TASK TO COMPLETE: Give back a single figure: the number of lines in the entries below that contain "development".

━━ SUPPLIED RECORDS ━━

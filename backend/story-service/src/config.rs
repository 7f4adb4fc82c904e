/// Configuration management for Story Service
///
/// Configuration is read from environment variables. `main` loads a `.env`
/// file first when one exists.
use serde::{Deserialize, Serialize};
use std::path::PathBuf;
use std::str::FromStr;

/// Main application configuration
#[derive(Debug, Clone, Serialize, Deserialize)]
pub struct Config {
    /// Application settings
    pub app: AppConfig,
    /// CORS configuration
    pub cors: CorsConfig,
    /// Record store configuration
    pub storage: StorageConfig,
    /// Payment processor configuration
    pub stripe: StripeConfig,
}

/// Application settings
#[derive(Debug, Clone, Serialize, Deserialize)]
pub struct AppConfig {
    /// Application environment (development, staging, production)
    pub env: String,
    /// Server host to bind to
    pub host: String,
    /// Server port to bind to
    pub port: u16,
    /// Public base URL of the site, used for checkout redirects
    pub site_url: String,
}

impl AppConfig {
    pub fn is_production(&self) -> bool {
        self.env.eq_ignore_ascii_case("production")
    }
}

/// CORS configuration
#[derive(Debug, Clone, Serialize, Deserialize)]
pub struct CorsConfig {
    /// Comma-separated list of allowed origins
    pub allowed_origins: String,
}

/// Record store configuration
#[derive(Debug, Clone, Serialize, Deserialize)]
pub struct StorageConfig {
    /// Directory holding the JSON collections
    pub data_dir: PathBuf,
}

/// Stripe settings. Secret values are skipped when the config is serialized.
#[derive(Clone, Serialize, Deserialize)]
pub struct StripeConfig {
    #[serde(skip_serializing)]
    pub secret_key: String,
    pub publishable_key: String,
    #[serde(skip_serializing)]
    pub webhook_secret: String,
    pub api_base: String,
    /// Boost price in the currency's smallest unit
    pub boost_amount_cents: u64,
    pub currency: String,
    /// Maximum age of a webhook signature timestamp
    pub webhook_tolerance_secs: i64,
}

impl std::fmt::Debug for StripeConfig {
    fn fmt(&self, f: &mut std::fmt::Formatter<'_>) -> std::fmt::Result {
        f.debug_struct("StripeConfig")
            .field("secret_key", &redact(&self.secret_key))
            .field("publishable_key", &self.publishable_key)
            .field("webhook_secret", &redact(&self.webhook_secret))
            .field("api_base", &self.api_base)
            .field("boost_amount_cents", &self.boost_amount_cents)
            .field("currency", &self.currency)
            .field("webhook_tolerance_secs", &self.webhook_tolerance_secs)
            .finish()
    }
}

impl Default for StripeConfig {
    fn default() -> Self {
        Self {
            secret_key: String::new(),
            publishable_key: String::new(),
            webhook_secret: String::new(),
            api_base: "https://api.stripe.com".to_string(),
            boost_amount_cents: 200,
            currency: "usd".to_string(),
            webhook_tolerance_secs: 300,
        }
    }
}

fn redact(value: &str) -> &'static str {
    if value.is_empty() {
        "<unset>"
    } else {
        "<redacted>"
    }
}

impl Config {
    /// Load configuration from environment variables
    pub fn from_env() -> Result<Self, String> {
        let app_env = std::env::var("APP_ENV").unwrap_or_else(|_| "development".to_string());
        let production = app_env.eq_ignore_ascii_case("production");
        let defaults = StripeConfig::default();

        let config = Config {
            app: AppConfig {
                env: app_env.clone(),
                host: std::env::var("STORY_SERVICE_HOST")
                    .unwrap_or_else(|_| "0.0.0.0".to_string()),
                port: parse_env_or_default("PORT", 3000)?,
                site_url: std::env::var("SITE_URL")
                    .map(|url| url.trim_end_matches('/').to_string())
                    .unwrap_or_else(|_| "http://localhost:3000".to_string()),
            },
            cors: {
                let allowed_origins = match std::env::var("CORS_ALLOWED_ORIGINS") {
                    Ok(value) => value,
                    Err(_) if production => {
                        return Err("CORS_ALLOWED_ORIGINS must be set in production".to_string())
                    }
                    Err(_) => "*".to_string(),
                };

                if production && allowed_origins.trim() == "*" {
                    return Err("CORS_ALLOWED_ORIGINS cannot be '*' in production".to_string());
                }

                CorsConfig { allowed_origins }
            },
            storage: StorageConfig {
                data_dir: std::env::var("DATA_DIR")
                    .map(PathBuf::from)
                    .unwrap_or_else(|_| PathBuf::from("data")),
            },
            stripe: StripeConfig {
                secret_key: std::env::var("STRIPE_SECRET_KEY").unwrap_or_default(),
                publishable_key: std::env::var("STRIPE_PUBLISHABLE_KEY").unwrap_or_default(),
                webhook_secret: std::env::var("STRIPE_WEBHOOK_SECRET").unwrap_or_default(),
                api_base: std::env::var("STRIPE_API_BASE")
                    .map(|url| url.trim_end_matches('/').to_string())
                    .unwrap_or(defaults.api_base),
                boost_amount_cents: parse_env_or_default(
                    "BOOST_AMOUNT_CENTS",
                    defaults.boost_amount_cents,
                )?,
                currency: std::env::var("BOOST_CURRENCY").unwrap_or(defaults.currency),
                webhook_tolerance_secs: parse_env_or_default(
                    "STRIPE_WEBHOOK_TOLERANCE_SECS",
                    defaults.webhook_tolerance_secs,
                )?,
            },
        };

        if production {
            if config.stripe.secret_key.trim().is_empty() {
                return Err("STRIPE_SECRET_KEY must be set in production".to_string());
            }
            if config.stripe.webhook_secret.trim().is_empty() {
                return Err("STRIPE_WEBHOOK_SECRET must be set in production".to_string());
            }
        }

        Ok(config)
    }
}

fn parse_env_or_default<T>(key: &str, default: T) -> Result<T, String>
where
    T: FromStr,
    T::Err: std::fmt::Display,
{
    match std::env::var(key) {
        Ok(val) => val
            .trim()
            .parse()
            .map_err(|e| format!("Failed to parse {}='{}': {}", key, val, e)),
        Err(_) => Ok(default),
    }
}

━━━

RESPONSE TO THE EXERCISE: 2